[Provided entries]

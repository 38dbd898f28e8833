//! Bound parameter values and their statement-embeddable text form.

use chrono::{DateTime, NaiveDateTime, Utc};
use uuid::Uuid;

/// Display pattern for date/time values inlined into statement text.
const DATE_PATTERN: &str = "%Y-%m-%d %H:%M:%S";

/// Format tag embedded next to rendered timestamps so a reader knows the
/// intended database-side precision. Never parsed back.
const DB_TIMESTAMP_PATTERN: &str = "yyyy-MM-dd HH24:MI:ss.ff";

/// A single value bound to a statement placeholder.
///
/// The renderer only distinguishes the kinds that get special treatment
/// (null, strings, date/time); everything else falls through to its default
/// textual form.
#[derive(Debug, Clone, PartialEq)]
pub enum ParamValue {
    /// Absent value, rendered as the literal `null`
    Null,
    Bool(bool),
    Int(i64),
    Float(f64),
    Text(String),
    Uuid(Uuid),
    /// Naive timestamp (no offset)
    Timestamp(NaiveDateTime),
    /// UTC timestamp
    TimestampTz(DateTime<Utc>),
    /// Structured leftover (arrays, nested objects)
    Json(serde_json::Value),
}

impl ParamValue {
    /// Render this value into its statement-embeddable text form.
    ///
    /// The output is for logging only and is never re-executed, so string
    /// values are single-quoted without internal-quote escaping. Rendering
    /// never fails; kinds without a dedicated form use their default textual
    /// conversion.
    pub fn render(&self) -> String {
        match self {
            ParamValue::Null => "null".to_string(),
            ParamValue::Text(s) => format!("'{s}'"),
            ParamValue::Timestamp(ts) => {
                format!(
                    "to_timestamp('{}', '{}')",
                    ts.format(DATE_PATTERN),
                    DB_TIMESTAMP_PATTERN
                )
            }
            ParamValue::TimestampTz(ts) => {
                format!(
                    "to_timestamp('{}', '{}')",
                    ts.format(DATE_PATTERN),
                    DB_TIMESTAMP_PATTERN
                )
            }
            ParamValue::Bool(b) => b.to_string(),
            ParamValue::Int(n) => n.to_string(),
            ParamValue::Float(f) => f.to_string(),
            ParamValue::Uuid(id) => id.to_string(),
            ParamValue::Json(v) => v.to_string(),
        }
    }

    /// Map a JSON scalar onto the matching value kind.
    ///
    /// Arrays and objects stay structured; the payload layer decides whether
    /// to decompose them further by property name.
    pub fn from_json(value: serde_json::Value) -> Self {
        match value {
            serde_json::Value::Null => ParamValue::Null,
            serde_json::Value::Bool(b) => ParamValue::Bool(b),
            serde_json::Value::Number(n) => match n.as_i64() {
                Some(i) => ParamValue::Int(i),
                None => ParamValue::Float(n.as_f64().unwrap_or(f64::NAN)),
            },
            serde_json::Value::String(s) => ParamValue::Text(s),
            other => ParamValue::Json(other),
        }
    }
}

impl From<&str> for ParamValue {
    fn from(s: &str) -> Self {
        ParamValue::Text(s.to_string())
    }
}

impl From<String> for ParamValue {
    fn from(s: String) -> Self {
        ParamValue::Text(s)
    }
}

impl From<bool> for ParamValue {
    fn from(b: bool) -> Self {
        ParamValue::Bool(b)
    }
}

impl From<i32> for ParamValue {
    fn from(n: i32) -> Self {
        ParamValue::Int(n.into())
    }
}

impl From<i64> for ParamValue {
    fn from(n: i64) -> Self {
        ParamValue::Int(n)
    }
}

impl From<f64> for ParamValue {
    fn from(f: f64) -> Self {
        ParamValue::Float(f)
    }
}

impl From<Uuid> for ParamValue {
    fn from(id: Uuid) -> Self {
        ParamValue::Uuid(id)
    }
}

impl From<NaiveDateTime> for ParamValue {
    fn from(ts: NaiveDateTime) -> Self {
        ParamValue::Timestamp(ts)
    }
}

impl From<DateTime<Utc>> for ParamValue {
    fn from(ts: DateTime<Utc>) -> Self {
        ParamValue::TimestampTz(ts)
    }
}

impl From<serde_json::Value> for ParamValue {
    fn from(v: serde_json::Value) -> Self {
        ParamValue::from_json(v)
    }
}

impl<T: Into<ParamValue>> From<Option<T>> for ParamValue {
    fn from(opt: Option<T>) -> Self {
        match opt {
            Some(v) => v.into(),
            None => ParamValue::Null,
        }
    }
}

#[cfg(test)]
mod tests {
    use super::*;
    use chrono::NaiveDate;

    #[test]
    fn null_renders_as_literal_null() {
        assert_eq!(ParamValue::Null.render(), "null");
        let absent: Option<i64> = None;
        assert_eq!(ParamValue::from(absent).render(), "null");
    }

    #[test]
    fn strings_are_single_quoted_without_escaping() {
        assert_eq!(ParamValue::from("x").render(), "'x'");
        assert_eq!(ParamValue::from("it's").render(), "'it's'");
    }

    #[test]
    fn timestamps_render_as_tagged_to_timestamp() {
        let ts = NaiveDate::from_ymd_opt(2024, 1, 2)
            .unwrap()
            .and_hms_opt(3, 4, 5)
            .unwrap();
        assert_eq!(
            ParamValue::from(ts).render(),
            "to_timestamp('2024-01-02 03:04:05', 'yyyy-MM-dd HH24:MI:ss.ff')"
        );
    }

    #[test]
    fn other_kinds_use_their_default_text_form() {
        assert_eq!(ParamValue::from(5i64).render(), "5");
        assert_eq!(ParamValue::from(true).render(), "true");
        assert_eq!(ParamValue::from(2.5).render(), "2.5");
        let id = Uuid::nil();
        assert_eq!(ParamValue::from(id).render(), id.to_string());
        let arr = serde_json::json!([1, 2]);
        assert_eq!(ParamValue::Json(arr.clone()).render(), arr.to_string());
    }

    #[test]
    fn json_scalars_map_onto_value_kinds() {
        assert_eq!(
            ParamValue::from_json(serde_json::json!(null)),
            ParamValue::Null
        );
        assert_eq!(
            ParamValue::from_json(serde_json::json!(7)),
            ParamValue::Int(7)
        );
        assert_eq!(
            ParamValue::from_json(serde_json::json!("a")),
            ParamValue::Text("a".into())
        );
        assert!(matches!(
            ParamValue::from_json(serde_json::json!({"k": 1})),
            ParamValue::Json(_)
        ));
    }
}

[/Provided entries]

**What the exercise asks:** Report the lines above that have the word "values" in them.

**Output below:**
//! Bound parameter values and their statement-embeddable text form.
/// Display pattern for date/time values inlined into statement text.
    /// values are single-quoted without internal-quote escaping. Rendering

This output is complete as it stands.